Interchanging the word ‘feminist’ with ‘feminazi’ is quite a common trend today. Isn’t it time we bade farewell to assuming that feminism is a privilege?
Working in the space of women and rights, the biggest challenge I have faced is having to justify my “neutrality” for the sexes. Some of the most common questions I am asked as a trainer for prevention of sexual harassment (POSH) are –
“What about the male victims?” or “what do you think of the misuse of the women specific laws?”
As a trainer and awareness expert for prevention of sexual harassment at workplace, I am often looked at as a crusader for women rights. That is great because I am exactly that and much more.
But the problem comes when the context of every spoken word is weighed, scraped and juxtaposed in light of the false cases of rape, sexual harassment and other sexual crimes against women which entailed male victimisation.
It is here that I often end up justifying that I am all for the due process of law, against media trials and a thorough supporter for gender neutral laws of sexual crimes (which includes not only men but also transgenders and others). Shamefully, I begin my march of speaking up for all that I stand for, in order to justify my feminist ideology, having to heavily justify why women need specific legislations, as if it’s something to be apologetic for.
We live in a time where feminism and feminazi are used as interchangeable terms. The use of terms that convert the movement for women empowerment into extreme militancy in order to reject the movement altogether.

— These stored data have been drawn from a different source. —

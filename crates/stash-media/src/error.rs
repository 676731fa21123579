//! Error types for media operations.

use std::path::PathBuf;
use thiserror::Error;

/// Result type for media operations.
pub type MediaResult<T> = Result<T, MediaError>;

/// Errors that can occur during media processing.
#[derive(Debug, Error)]
pub enum MediaError {
    #[error("FFmpeg not found in PATH")]
    FfmpegNotFound,

    #[error("FFprobe not found in PATH")]
    FfprobeNotFound,

    #[error("FFmpeg command failed: {message}")]
    FfmpegFailed {
        message: String,
        stderr: Option<String>,
        exit_code: Option<i32>,
    },

    #[error("FFprobe command failed: {message}")]
    FfprobeFailed {
        message: String,
        stderr: Option<String>,
    },

    #[error("File not found: {0}")]
    FileNotFound(PathBuf),

    #[error("FFmpeg reported success but produced no output at {0}")]
    OutputMissing(PathBuf),

    #[error("Operation timed out after {0} seconds")]
    Timeout(u64),

    #[error("IO error: {0}")]
    Io(#[from] std::io::Error),

    #[error("JSON parse error: {0}")]
    JsonParse(#[from] serde_json::Error),

    #[error("Internal error: {0}")]
    Internal(String),
}

impl MediaError {
    /// Create an FFmpeg failure error.
    pub fn ffmpeg_failed(
        message: impl Into<String>,
        stderr: Option<String>,
        exit_code: Option<i32>,
    ) -> Self {
        Self::FfmpegFailed {
            message: message.into(),
            stderr,
            exit_code,
        }
    }

    /// Create an internal error.
    pub fn internal(message: impl Into<String>) -> Self {
        Self::Internal(message.into())
    }

    /// True when ffprobe ran but could not make sense of the file, as
    /// opposed to the tooling or filesystem failing. A file that parses but
    /// has no usable video stream is reported through `ProbeResult::valid`.
    pub fn is_unreadable_media(&self) -> bool {
        matches!(
            self,
            MediaError::FfprobeFailed { .. } | MediaError::JsonParse(_)
        )
    }
}

#[cfg(test)]
mod tests {
    use super::*;

    #[test]
    fn test_unreadable_media_classification() {
        assert!(MediaError::FfprobeFailed {
            message: "exit 1".into(),
            stderr: None
        }
        .is_unreadable_media());

        assert!(!MediaError::FfprobeNotFound.is_unreadable_media());
        assert!(!MediaError::Io(std::io::Error::other("disk")).is_unreadable_media());
        assert!(!MediaError::Timeout(30).is_unreadable_media());
    }
}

This is indeed a sombre example of diverting the attention from the real problems that exist in the society. And highlighting protests by women rights supporters as mob lynchings. It is that or sensationalising and wrongly adducing the news of repealing “Adultery” as a move which allows women to have sexual relations outside of marriage.

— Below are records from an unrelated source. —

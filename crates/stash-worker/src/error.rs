//! Worker error types.

use thiserror::Error;

pub type WorkerResult<T> = Result<T, WorkerError>;

#[derive(Debug, Error)]
pub enum WorkerError {
    #[error("Record {0} has no original attachment")]
    MissingOriginal(String),

    #[error("Job timed out after {0}s")]
    Timeout(u64),

    #[error("Processing failed: {0}")]
    ProcessingFailed(String),

    #[error("Configuration error: {0}")]
    ConfigError(String),

    #[error("Storage error: {0}")]
    Storage(#[from] stash_storage::StorageError),

    #[error("Firestore error: {0}")]
    Firestore(#[from] stash_firestore::FirestoreError),

    #[error("Media error: {0}")]
    Media(#[from] stash_media::MediaError),

    #[error("Queue error: {0}")]
    Queue(#[from] stash_queue::QueueError),

    #[error("IO error: {0}")]
    Io(#[from] std::io::Error),
}

impl WorkerError {
    pub fn processing_failed(msg: impl Into<String>) -> Self {
        Self::ProcessingFailed(msg.into())
    }

    pub fn config_error(msg: impl Into<String>) -> Self {
        Self::ConfigError(msg.into())
    }

    /// Check if error is retryable.
    pub fn is_retryable(&self) -> bool {
        match self {
            WorkerError::Storage(e) => !matches!(
                e,
                stash_storage::StorageError::NotFound(_) | stash_storage::StorageError::ConfigError(_)
            ),
            WorkerError::Firestore(e) => e.is_retryable(),
            WorkerError::Queue(_) | WorkerError::Io(_) | WorkerError::Timeout(_) => true,
            _ => false,
        }
    }

    /// The record was deleted while the job was running.
    pub fn is_record_gone(&self) -> bool {
        matches!(
            self,
            WorkerError::Firestore(stash_firestore::FirestoreError::NotFound(_))
        )
    }
}

#[cfg(test)]
mod tests {
    use super::*;
    use stash_firestore::FirestoreError;
    use stash_storage::StorageError;

    #[test]
    fn test_retryable_classification() {
        assert!(WorkerError::Timeout(60).is_retryable());
        assert!(WorkerError::from(FirestoreError::ServerError(503, "x".into())).is_retryable());
        assert!(WorkerError::from(StorageError::download_failed("reset")).is_retryable());

        assert!(!WorkerError::from(StorageError::not_found("k")).is_retryable());
        assert!(!WorkerError::MissingOriginal("v".into()).is_retryable());
        assert!(!WorkerError::from(stash_media::MediaError::FfmpegNotFound).is_retryable());
    }

    #[test]
    fn test_record_gone() {
        assert!(WorkerError::from(FirestoreError::not_found("videos/v")).is_record_gone());
        assert!(!WorkerError::Timeout(1).is_record_gone());
    }
}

Women are speaking up, sure, but the voice is often ignored or quipped as being one of a “bra-burning feminist“. The debate has shifted from the violence against women by men, to the harassment faced by men at the hands of conniving, vengeful and vindictive women.

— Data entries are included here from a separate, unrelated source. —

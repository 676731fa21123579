//! Queue error types.

use thiserror::Error;

pub type QueueResult<T> = Result<T, QueueError>;

#[derive(Debug, Error)]
pub enum QueueError {
    #[error("Connection failed: {0}")]
    ConnectionFailed(String),

    #[error("Duplicate job: {0}")]
    Duplicate(String),

    #[error("Redis error: {0}")]
    Redis(#[from] redis::RedisError),

    #[error("JSON error: {0}")]
    Json(#[from] serde_json::Error),
}

impl QueueError {
    pub fn connection_failed(msg: impl Into<String>) -> Self {
        Self::ConnectionFailed(msg.into())
    }

    pub fn is_duplicate(&self) -> bool {
        matches!(self, QueueError::Duplicate(_))
    }
}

This antithetical thought process continues to be justified in light of “bra-burning feminists” that are ‘supposed’ to have, in their limited purview, overtaken our land of values and traditions.
Apropos, women are making a hue and cry for something as “little as being disallowed for entering a temple”. In this tug of war, the essence of the problem remains unabated and this seems to the undercurrent in our country – to quip everything and anything that involves “rights” as mere hue and cry.
Conveniently enough, people often forget to read the news of women being raped every minute of the day. I do not even blame them because, we have developed a defence mechanism to harrowing news and articles that describe acts of sexual violence against women. This is mostly because we have become attuned to them.
What is new, “eye-catching” and “real news” is how a man was harassed by his wife, beaten by his wife’s family, wrongfully convicted of a rape charge or suffered under a frivolous Domestic Violence case. And so, we ask the questions that stimulate our grey cells.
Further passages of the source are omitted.